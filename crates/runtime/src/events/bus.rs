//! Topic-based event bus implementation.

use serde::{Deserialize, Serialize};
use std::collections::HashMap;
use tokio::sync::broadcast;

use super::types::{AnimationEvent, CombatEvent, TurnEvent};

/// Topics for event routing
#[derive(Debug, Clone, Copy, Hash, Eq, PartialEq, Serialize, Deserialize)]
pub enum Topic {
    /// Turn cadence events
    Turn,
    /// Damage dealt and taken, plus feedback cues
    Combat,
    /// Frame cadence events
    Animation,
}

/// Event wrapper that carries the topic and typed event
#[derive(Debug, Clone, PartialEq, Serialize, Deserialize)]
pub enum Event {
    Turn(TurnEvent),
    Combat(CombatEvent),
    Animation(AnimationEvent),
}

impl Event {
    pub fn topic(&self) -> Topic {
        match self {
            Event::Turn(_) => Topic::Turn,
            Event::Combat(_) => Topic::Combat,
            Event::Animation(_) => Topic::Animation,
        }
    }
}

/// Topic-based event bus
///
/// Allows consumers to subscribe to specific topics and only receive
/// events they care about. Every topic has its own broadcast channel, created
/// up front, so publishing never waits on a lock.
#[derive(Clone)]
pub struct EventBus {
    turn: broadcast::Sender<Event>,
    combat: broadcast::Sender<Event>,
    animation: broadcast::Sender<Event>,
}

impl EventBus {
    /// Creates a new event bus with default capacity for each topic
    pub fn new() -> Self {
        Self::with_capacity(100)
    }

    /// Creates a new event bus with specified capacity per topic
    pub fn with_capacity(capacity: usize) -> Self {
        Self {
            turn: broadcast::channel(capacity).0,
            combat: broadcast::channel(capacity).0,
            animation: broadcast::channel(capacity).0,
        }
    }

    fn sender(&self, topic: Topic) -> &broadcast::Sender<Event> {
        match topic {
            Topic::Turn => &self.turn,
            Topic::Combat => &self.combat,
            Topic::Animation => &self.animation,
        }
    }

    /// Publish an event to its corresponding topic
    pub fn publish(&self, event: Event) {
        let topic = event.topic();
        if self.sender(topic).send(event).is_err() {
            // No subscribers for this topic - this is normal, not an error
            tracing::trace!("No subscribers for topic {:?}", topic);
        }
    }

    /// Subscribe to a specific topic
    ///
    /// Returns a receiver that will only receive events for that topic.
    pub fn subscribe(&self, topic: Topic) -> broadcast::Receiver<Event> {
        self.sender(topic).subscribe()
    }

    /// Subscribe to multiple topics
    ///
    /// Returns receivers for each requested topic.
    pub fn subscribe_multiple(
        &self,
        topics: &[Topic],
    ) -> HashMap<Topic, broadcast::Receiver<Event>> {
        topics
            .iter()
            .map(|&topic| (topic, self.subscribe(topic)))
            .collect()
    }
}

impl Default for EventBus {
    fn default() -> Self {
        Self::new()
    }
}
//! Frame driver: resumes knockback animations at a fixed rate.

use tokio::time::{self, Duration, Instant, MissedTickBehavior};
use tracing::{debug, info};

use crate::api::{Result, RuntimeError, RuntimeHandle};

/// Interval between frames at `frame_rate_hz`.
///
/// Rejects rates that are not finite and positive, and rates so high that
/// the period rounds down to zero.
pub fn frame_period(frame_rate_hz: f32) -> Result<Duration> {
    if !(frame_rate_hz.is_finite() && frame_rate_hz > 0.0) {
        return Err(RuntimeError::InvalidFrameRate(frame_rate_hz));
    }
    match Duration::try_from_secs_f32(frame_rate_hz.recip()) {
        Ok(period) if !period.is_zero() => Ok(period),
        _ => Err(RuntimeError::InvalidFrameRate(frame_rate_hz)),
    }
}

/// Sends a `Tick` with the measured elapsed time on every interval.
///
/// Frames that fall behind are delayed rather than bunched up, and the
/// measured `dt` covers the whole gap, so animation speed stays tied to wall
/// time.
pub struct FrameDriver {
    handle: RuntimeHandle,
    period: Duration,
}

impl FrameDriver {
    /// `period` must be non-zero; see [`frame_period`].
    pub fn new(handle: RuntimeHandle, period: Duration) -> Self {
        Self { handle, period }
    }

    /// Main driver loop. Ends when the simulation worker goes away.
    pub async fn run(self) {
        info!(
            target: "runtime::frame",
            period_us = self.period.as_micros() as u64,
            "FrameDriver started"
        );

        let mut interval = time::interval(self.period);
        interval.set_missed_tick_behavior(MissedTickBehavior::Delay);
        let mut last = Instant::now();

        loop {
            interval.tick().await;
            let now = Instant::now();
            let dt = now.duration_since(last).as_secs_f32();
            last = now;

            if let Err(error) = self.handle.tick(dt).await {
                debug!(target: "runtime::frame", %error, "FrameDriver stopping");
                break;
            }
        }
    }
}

---

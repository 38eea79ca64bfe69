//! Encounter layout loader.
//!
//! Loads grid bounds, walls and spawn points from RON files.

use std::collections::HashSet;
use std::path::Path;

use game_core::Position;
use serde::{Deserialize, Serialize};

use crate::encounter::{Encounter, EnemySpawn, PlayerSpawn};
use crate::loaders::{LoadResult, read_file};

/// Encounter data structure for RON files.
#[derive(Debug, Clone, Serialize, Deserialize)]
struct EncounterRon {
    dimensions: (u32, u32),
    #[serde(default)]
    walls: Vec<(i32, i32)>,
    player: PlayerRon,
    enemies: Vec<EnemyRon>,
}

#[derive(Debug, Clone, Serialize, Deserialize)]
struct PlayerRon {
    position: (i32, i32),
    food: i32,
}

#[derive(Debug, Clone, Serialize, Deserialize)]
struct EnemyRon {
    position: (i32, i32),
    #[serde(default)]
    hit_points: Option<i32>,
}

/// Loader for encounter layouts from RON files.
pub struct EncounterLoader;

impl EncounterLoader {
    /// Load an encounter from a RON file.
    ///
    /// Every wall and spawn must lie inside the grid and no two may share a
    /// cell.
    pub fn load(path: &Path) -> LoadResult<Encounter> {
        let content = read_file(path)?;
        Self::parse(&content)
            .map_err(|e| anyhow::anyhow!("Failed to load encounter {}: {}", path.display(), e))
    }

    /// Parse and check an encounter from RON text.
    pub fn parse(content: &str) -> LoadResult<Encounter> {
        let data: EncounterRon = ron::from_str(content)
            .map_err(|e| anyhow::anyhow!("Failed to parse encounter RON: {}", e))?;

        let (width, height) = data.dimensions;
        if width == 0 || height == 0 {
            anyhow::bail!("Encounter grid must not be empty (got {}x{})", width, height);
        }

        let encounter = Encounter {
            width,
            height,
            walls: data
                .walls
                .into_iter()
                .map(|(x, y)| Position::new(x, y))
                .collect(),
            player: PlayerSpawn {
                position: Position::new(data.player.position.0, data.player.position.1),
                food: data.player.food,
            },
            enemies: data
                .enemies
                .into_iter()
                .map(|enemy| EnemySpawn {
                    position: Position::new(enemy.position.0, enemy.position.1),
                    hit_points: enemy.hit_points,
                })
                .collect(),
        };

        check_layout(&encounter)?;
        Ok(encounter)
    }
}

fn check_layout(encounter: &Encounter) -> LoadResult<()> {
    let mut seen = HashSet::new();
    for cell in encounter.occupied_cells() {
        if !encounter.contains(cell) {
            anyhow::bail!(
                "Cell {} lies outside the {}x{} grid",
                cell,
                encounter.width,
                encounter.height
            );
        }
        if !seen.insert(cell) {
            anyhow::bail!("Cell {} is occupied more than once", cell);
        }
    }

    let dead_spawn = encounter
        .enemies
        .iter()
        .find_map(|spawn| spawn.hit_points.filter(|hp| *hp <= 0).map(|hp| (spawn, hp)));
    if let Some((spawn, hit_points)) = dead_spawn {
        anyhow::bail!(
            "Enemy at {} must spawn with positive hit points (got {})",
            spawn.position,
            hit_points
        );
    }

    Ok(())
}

EXERCISE PROMPT:
Go through the listing above and locate each line that holds the word "target". Copy those lines.

RESULT OF THIS TASK:
            target: "runtime::frame",
                debug!(target: "runtime::frame", %error, "FrameDriver stopping");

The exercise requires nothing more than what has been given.